Slaughter Solution Will Be Challenged
Wednesday, March 17th, 2010Mark Levin’s Legal Landmark Foundation has announced that they will file an appeal to the Democrats’ health care bill the minute President Obama signs it into law, if it gets that far. On a similar front, Megyn Kelly interviewed Michael McConnell, formerly a judge on the 10th Circuit Court of Appeals and now a constitutional law professor at Stanford. Here’s the partial transcript of the Kelly-McConnell interview:
MCCONNELL: Well that’s right because Article I, Section VII of the Constitution lays out a procedure by which legislation has to be passed. And it requires that both houses of Congress, both the Senate and the House, seperately pass any piece of legislation before it goes to the president for his signature.
And along the way, Article I, Section V then further specifies that, upon the demand of one-fifth of the members of the House or the Senate, that the yeas and the nays must be recorded on the journal. The purpose of these provisions is to make sure that, when our senators and representatives are voting on the people’s business, that they do so on the record and that their constituents can later see what they’ve done.

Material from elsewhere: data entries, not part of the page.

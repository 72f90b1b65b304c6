use std::path::PathBuf;

use url::Url;

use super::value::{ArgType, ConfigValue, EntryFlags, Level};
use crate::codec::{decode_value, encode_value};
use crate::error::{GpgCfgError, Result};
use crate::ldap::LdapServer;

/// Field positions of a `--list-options` line:
/// `NAME:FLAGS:LEVEL:DESCRIPTION:TYPE:ALT-TYPE:ARGNAME:DEFAULT:ARGDEF:VALUE`.
pub(crate) mod field {
    pub const NAME: usize = 0;
    pub const FLAGS: usize = 1;
    pub const LEVEL: usize = 2;
    pub const DESCRIPTION: usize = 3;
    pub const TYPE: usize = 4;
    pub const ALT_TYPE: usize = 5;
    pub const DEFAULT: usize = 7;
    pub const VALUE: usize = 9;
    pub const COUNT: usize = 10;
}

/// One gpgconf-managed option.
#[derive(Debug, Clone)]
pub struct Entry {
    name: String,
    description: String,
    path: String,
    level: Level,
    arg_type: ArgType,
    flags: EntryFlags,
    default_value: ConfigValue,
    value: ConfigValue,
    set: bool,
    dirty: bool,
}

impl Entry {
    /// Build an entry from the split fields of one option line. The caller
    /// guarantees at least [`field::COUNT`] fields.
    pub(crate) fn from_fields(group_path: &str, fields: &[&str]) -> Entry {
        let name = fields[field::NAME].to_string();
        let flags = EntryFlags::from_bits(parse_u32(fields[field::FLAGS]));
        let level = Level::from_wire(parse_u32(fields[field::LEVEL])).unwrap_or(Level::Basic);

        let arg_type = ArgType::from_wire(parse_u32(fields[field::TYPE]))
            .or_else(|| {
                let alt = fields[field::ALT_TYPE];
                if alt.is_empty() {
                    None
                } else {
                    ArgType::from_wire(parse_u32(alt))
                }
            })
            .unwrap_or_else(|| {
                tracing::warn!(
                    "unsupported datatype: {} : {} for {name}",
                    fields[field::TYPE],
                    fields[field::ALT_TYPE]
                );
                ArgType::None
            });

        let default_value = if flags.has_default() {
            decode_value(&name, arg_type, flags.is_list(), fields[field::DEFAULT], true)
        } else {
            ConfigValue::Empty
        };

        let raw_value = fields[field::VALUE];
        let set = !raw_value.is_empty();
        let value = if set {
            decode_value(&name, arg_type, flags.is_list(), raw_value, true)
        } else if default_value.is_empty() {
            unset_value(arg_type, flags.is_list())
        } else {
            default_value.clone()
        };

        Entry {
            path: format!("{group_path}/{name}"),
            description: crate::codec::unescape(fields[field::DESCRIPTION], true),
            name,
            level,
            arg_type,
            flags,
            default_value,
            value,
            set,
            dirty: false,
        }
    }

    pub fn name(&self) -> &str {
        &self.name
    }

    pub fn description(&self) -> &str {
        &self.description
    }

    /// `component/group/entry`.
    pub fn path(&self) -> &str {
        &self.path
    }

    pub fn level(&self) -> Level {
        self.level
    }

    pub fn arg_type(&self) -> ArgType {
        self.arg_type
    }

    pub fn flags(&self) -> EntryFlags {
        self.flags
    }

    pub fn is_optional(&self) -> bool {
        self.flags.is_optional()
    }

    pub fn is_read_only(&self) -> bool {
        self.flags.is_read_only()
    }

    pub fn is_list(&self) -> bool {
        self.flags.is_list()
    }

    pub fn is_runtime(&self) -> bool {
        self.flags.is_runtime()
    }

    pub fn has_default(&self) -> bool {
        self.flags.has_default()
    }

    /// Whether the option carries a value different from its default.
    pub fn is_set(&self) -> bool {
        self.set
    }

    /// Whether the value changed since it was read or last synced.
    pub fn is_dirty(&self) -> bool {
        self.dirty
    }

    pub fn value(&self) -> &ConfigValue {
        &self.value
    }

    pub fn default_value(&self) -> &ConfigValue {
        &self.default_value
    }

    // ---------------------------------------------------------------------
    // Readers
    // ---------------------------------------------------------------------

    pub fn bool_value(&self) -> Result<bool> {
        self.require(&[ArgType::None], "none", false)?;
        Ok(matches!(self.value, ConfigValue::Bool(true)))
    }

    /// The value as unescaped text. Works for every type.
    pub fn string_value(&self) -> String {
        encode_value(self.arg_type, self.is_list(), &self.value, false)
    }

    pub fn string_value_list(&self) -> Result<Vec<String>> {
        self.require_string_like(true)?;
        Ok(match &self.value {
            ConfigValue::StringList(items) => items.clone(),
            ConfigValue::String(s) => vec![s.clone()],
            _ => Vec::new(),
        })
    }

    pub fn int_value(&self) -> Result<i32> {
        self.require(&[ArgType::Int], "int", false)?;
        Ok(match self.value {
            ConfigValue::Int(i) => i,
            _ => 0,
        })
    }

    pub fn uint_value(&self) -> Result<u32> {
        self.require(&[ArgType::UInt], "uint", false)?;
        Ok(match self.value {
            ConfigValue::UInt(u) => u,
            _ => 0,
        })
    }

    /// How often a list-of-none option was given.
    pub fn number_of_times_set(&self) -> Result<u32> {
        self.require(&[ArgType::None], "none", true)?;
        Ok(match self.value {
            ConfigValue::Count(n) => n,
            _ => 0,
        })
    }

    pub fn int_value_list(&self) -> Result<Vec<i32>> {
        self.require(&[ArgType::Int], "int", true)?;
        Ok(match &self.value {
            ConfigValue::IntList(items) => items.clone(),
            _ => Vec::new(),
        })
    }

    pub fn uint_value_list(&self) -> Result<Vec<u32>> {
        self.require(&[ArgType::UInt], "uint", true)?;
        Ok(match &self.value {
            ConfigValue::UIntList(items) => items.clone(),
            _ => Vec::new(),
        })
    }

    /// Path options as `file://` URLs, LDAP server options as `ldap://`
    /// URLs. `None` when the option has no value.
    pub fn url_value(&self) -> Result<Option<Url>> {
        self.require_url_type(false)?;
        match &self.value {
            ConfigValue::String(s) if !s.is_empty() => self.value_to_url(s).map(Some),
            _ => Ok(None),
        }
    }

    pub fn url_value_list(&self) -> Result<Vec<Url>> {
        self.require_url_type(true)?;
        match &self.value {
            ConfigValue::StringList(items) => items.iter().map(|s| self.value_to_url(s)).collect(),
            _ => Ok(Vec::new()),
        }
    }

    /// The escaped wire text written to gpgconf for this entry.
    pub fn output_string(&self) -> String {
        encode_value(self.arg_type, self.is_list(), &self.value, true)
    }

    // ---------------------------------------------------------------------
    // Writers
    // ---------------------------------------------------------------------

    pub fn reset_to_default(&mut self) {
        self.set = false;
        self.dirty = true;
        self.value = if self.has_default() {
            self.default_value.clone()
        } else {
            unset_value(self.arg_type, self.is_list())
        };
    }

    pub fn set_bool_value(&mut self, b: bool) -> Result<()> {
        self.require(&[ArgType::None], "none", false)?;
        // a no-arg option is either set or not set
        self.value = ConfigValue::Bool(b);
        self.set = b;
        self.dirty = true;
        Ok(())
    }

    /// Set from unescaped text, interpreted according to the entry's type.
    ///
    /// An empty string on a non-optional option acts like a reset, since
    /// gpgconf rejects options that require an argument but get none.
    pub fn set_string_value(&mut self, s: &str) {
        self.value = decode_value(&self.name, self.arg_type, self.is_list(), s, false);
        self.set = match self.value {
            ConfigValue::Bool(b) => b,
            ConfigValue::Count(n) => n > 0,
            _ => !(s.is_empty() && !self.is_optional()),
        };
        self.dirty = true;
    }

    pub fn set_string_value_list(&mut self, items: &[String]) -> Result<()> {
        self.require_string_like(true)?;
        self.set_list(ConfigValue::StringList(items.to_vec()), items.is_empty());
        Ok(())
    }

    pub fn set_int_value(&mut self, i: i32) -> Result<()> {
        self.require(&[ArgType::Int], "int", false)?;
        self.value = ConfigValue::Int(i);
        self.set = true;
        self.dirty = true;
        Ok(())
    }

    pub fn set_uint_value(&mut self, u: u32) -> Result<()> {
        self.require(&[ArgType::UInt], "uint", false)?;
        self.value = ConfigValue::UInt(u);
        self.set = true;
        self.dirty = true;
        Ok(())
    }

    pub fn set_url_value(&mut self, url: &Url) -> Result<()> {
        self.require_url_type(false)?;
        let s = self.url_to_value(url)?;
        self.set = !(s.is_empty() && !self.is_optional());
        self.value = if s.is_empty() {
            ConfigValue::Empty
        } else {
            ConfigValue::String(s)
        };
        self.dirty = true;
        Ok(())
    }

    pub fn set_number_of_times_set(&mut self, n: u32) -> Result<()> {
        self.require(&[ArgType::None], "none", true)?;
        self.value = ConfigValue::Count(n);
        self.set = n > 0;
        self.dirty = true;
        Ok(())
    }

    pub fn set_int_value_list(&mut self, items: &[i32]) -> Result<()> {
        self.require(&[ArgType::Int], "int", true)?;
        self.set_list(ConfigValue::IntList(items.to_vec()), items.is_empty());
        Ok(())
    }

    pub fn set_uint_value_list(&mut self, items: &[u32]) -> Result<()> {
        self.require(&[ArgType::UInt], "uint", true)?;
        self.set_list(ConfigValue::UIntList(items.to_vec()), items.is_empty());
        Ok(())
    }

    pub fn set_url_value_list(&mut self, urls: &[Url]) -> Result<()> {
        self.require_url_type(true)?;
        let items = urls
            .iter()
            .map(|url| self.url_to_value(url))
            .collect::<Result<Vec<_>>>()?;
        let empty = items.is_empty();
        self.set_list(ConfigValue::StringList(items), empty);
        Ok(())
    }

    pub(crate) fn mark_synced(&mut self) {
        self.dirty = false;
    }

    fn set_list(&mut self, value: ConfigValue, empty: bool) {
        self.value = value;
        self.set = !(empty && !self.is_optional());
        self.dirty = true;
    }

    // ---------------------------------------------------------------------
    // Accessor preconditions
    // ---------------------------------------------------------------------

    fn require(&self, allowed: &[ArgType], expected: &'static str, list: bool) -> Result<()> {
        if !allowed.contains(&self.arg_type) {
            return Err(GpgCfgError::WrongArgType {
                entry: self.path.clone(),
                expected,
                actual: self.arg_type,
            });
        }
        self.require_list(list)
    }

    fn require_list(&self, list: bool) -> Result<()> {
        match (list, self.is_list()) {
            (true, false) => Err(GpgCfgError::NotList(self.path.clone())),
            (false, true) => Err(GpgCfgError::IsList(self.path.clone())),
            _ => Ok(()),
        }
    }

    fn require_string_like(&self, list: bool) -> Result<()> {
        self.require(
            &[ArgType::String, ArgType::Path, ArgType::DirPath, ArgType::LdapUrl],
            "string",
            list,
        )
    }

    fn require_url_type(&self, list: bool) -> Result<()> {
        self.require(
            &[ArgType::Path, ArgType::DirPath, ArgType::LdapUrl],
            "path or ldap-url",
            list,
        )
    }

    fn invalid_url(&self, reason: impl Into<String>) -> GpgCfgError {
        GpgCfgError::InvalidUrl {
            entry: self.path.clone(),
            reason: reason.into(),
        }
    }

    fn value_to_url(&self, value: &str) -> Result<Url> {
        if self.arg_type == ArgType::LdapUrl {
            if let Some(server) = LdapServer::parse(value) {
                return server.to_url().map_err(|e| self.invalid_url(e));
            }
            // not in server format, maybe already a URL
            return Url::parse(value).map_err(|e| self.invalid_url(e.to_string()));
        }
        Url::from_file_path(value)
            .map_err(|_| self.invalid_url(format!("'{value}' is not an absolute path")))
    }

    fn url_to_value(&self, url: &Url) -> Result<String> {
        if self.arg_type == ArgType::LdapUrl {
            let server = LdapServer::from_url(url).map_err(|e| self.invalid_url(e))?;
            return Ok(server.to_value());
        }
        let path: PathBuf = url
            .to_file_path()
            .map_err(|_| self.invalid_url(format!("'{url}' is not a local file URL")))?;
        Ok(path.to_string_lossy().into_owned())
    }
}

/// Value of an option that is neither set nor has a default.
fn unset_value(arg_type: ArgType, is_list: bool) -> ConfigValue {
    match (arg_type, is_list) {
        (ArgType::None, true) => ConfigValue::Count(0),
        (ArgType::None, false) => ConfigValue::Bool(false),
        _ => ConfigValue::Empty,
    }
}

pub(crate) fn parse_u32(field: &str) -> u32 {
    field.trim().parse().unwrap_or(0)
}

Think of that part of the transcript as the foundation for discussing the constitutionality of the rule. Here’s the part of the transcript that deals with what’s specifically required for constitutional passage of a bill:
MCCONNELL: The Supreme Court has been quite clear and consistent that in order to comply with Article I, Section VII, the exact same text of a bill has to be passed by both the House and the Senate. Now as I understand this procedure, the idea is that the House would take the Senate version of the bill, and not actually voting on it, would deem it passed by virtue of passing a vote adopting seperate legislation which amends the bill in order to eliminate all those special deals and so forth.